[Collected data]
● ● ● ●

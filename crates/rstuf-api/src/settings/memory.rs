//! In-memory settings backend
//!
//! Used by tests and by deployments without a shared store. Data is lost on
//! restart unless a local mirror re-hydrates it.

use async_trait::async_trait;
use serde_json::Value;
use std::collections::BTreeMap;
use std::sync::{RwLock, RwLockReadGuard, RwLockWriteGuard};

use super::{SettingsBackend, SettingsError};

#[derive(Debug, Default)]
pub struct MemorySettings {
    values: RwLock<BTreeMap<String, Value>>,
}

impl MemorySettings {
    pub fn new() -> Self {
        Self::default()
    }

    fn read(&self) -> Result<RwLockReadGuard<'_, BTreeMap<String, Value>>, SettingsError> {
        self.values
            .read()
            .map_err(|_| SettingsError::Unavailable("settings lock poisoned".into()))
    }

    fn write(&self) -> Result<RwLockWriteGuard<'_, BTreeMap<String, Value>>, SettingsError> {
        self.values
            .write()
            .map_err(|_| SettingsError::Unavailable("settings lock poisoned".into()))
    }
}

#[async_trait]
impl SettingsBackend for MemorySettings {
    async fn get(&self, key: &str) -> Result<Option<Value>, SettingsError> {
        Ok(self.read()?.get(key).cloned())
    }

    async fn set(&self, key: &str, value: &Value) -> Result<(), SettingsError> {
        self.write()?.insert(key.to_string(), value.clone());
        Ok(())
    }

    async fn delete(&self, key: &str) -> Result<(), SettingsError> {
        self.write()?.remove(key);
        Ok(())
    }

    async fn all(&self) -> Result<BTreeMap<String, Value>, SettingsError> {
        Ok(self.read()?.clone())
    }

    async fn compare_and_set(
        &self,
        key: &str,
        expected: Option<&Value>,
        new: Option<&Value>,
    ) -> Result<bool, SettingsError> {
        let mut values = self.write()?;
        if values.get(key) != expected {
            return Ok(false);
        }
        match new {
            Some(value) => values.insert(key.to_string(), value.clone()),
            None => values.remove(key),
        };
        Ok(true)
    }
}
//! Storage abstraction for users, scopes and grants
//!
//! Three repositories back the auth core: users, the scope catalogue and
//! the user-scope grants joining them. A backend implements all three and
//! is used through the [`AuthStore`] supertrait.
//!
//! The in-memory backend is the default for tests and single-process
//! deployments. The SQLite backend (feature `sqlite`) is what the service
//! runs with, so accounts survive restarts.

pub mod memory;
#[cfg(feature = "sqlite")]
pub mod sqlite;

pub use memory::MemoryAuthStore;
#[cfg(feature = "sqlite")]
pub use sqlite::SqliteAuthStore;

use async_trait::async_trait;
use std::fmt::Debug;

use crate::types::{Scope, User, UserScope};

/// Error type for storage operations
#[derive(Debug, thiserror::Error)]
pub enum StorageError {
    #[error("Record not found: {0}")]
    NotFound(String),

    #[error("Record already exists: {0}")]
    AlreadyExists(String),

    #[error("Database error: {0}")]
    Database(String),

    #[error("Connection error: {0}")]
    Connection(String),
}

#[async_trait]
pub trait UserRepo: Send + Sync {
    /// Insert a user; `AlreadyExists` when the username is taken
    async fn create_user(&self, username: &str, password_hash: &str) -> Result<User, StorageError>;

    async fn get_user(&self, id: i64) -> Result<Option<User>, StorageError>;

    async fn get_user_by_username(&self, username: &str) -> Result<Option<User>, StorageError>;

    async fn list_users(&self) -> Result<Vec<User>, StorageError>;

    /// Replace a user's password hash; `NotFound` for unknown ids
    async fn update_password(&self, id: i64, password_hash: &str) -> Result<(), StorageError>;
}

#[async_trait]
pub trait ScopeRepo: Send + Sync {
    /// Insert a scope; `AlreadyExists` when the name is taken
    async fn create_scope(&self, name: &str, description: &str) -> Result<Scope, StorageError>;

    async fn get_scope_by_name(&self, name: &str) -> Result<Option<Scope>, StorageError>;

    async fn list_scopes(&self) -> Result<Vec<Scope>, StorageError>;
}

#[async_trait]
pub trait UserScopeRepo: Send + Sync {
    /// Grant a scope to a user; `AlreadyExists` when already granted
    async fn grant_scope(&self, user_id: i64, scope_id: i64) -> Result<UserScope, StorageError>;

    /// Scopes granted to a user, ordered by name
    async fn user_scopes(&self, user_id: i64) -> Result<Vec<Scope>, StorageError>;

    /// Returns whether a grant was removed
    async fn revoke_scope(&self, user_id: i64, scope_id: i64) -> Result<bool, StorageError>;
}

/// A complete auth backend
pub trait AuthStore: UserRepo + ScopeRepo + UserScopeRepo + Debug {}

impl<T> AuthStore for T where T: UserRepo + ScopeRepo + UserScopeRepo + Debug {}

● ● ● ●

Work task> Those lines above that contain the string "derive" should be returned.

Response area>
#[derive(Debug, Default)]
#[derive(Debug, thiserror::Error)]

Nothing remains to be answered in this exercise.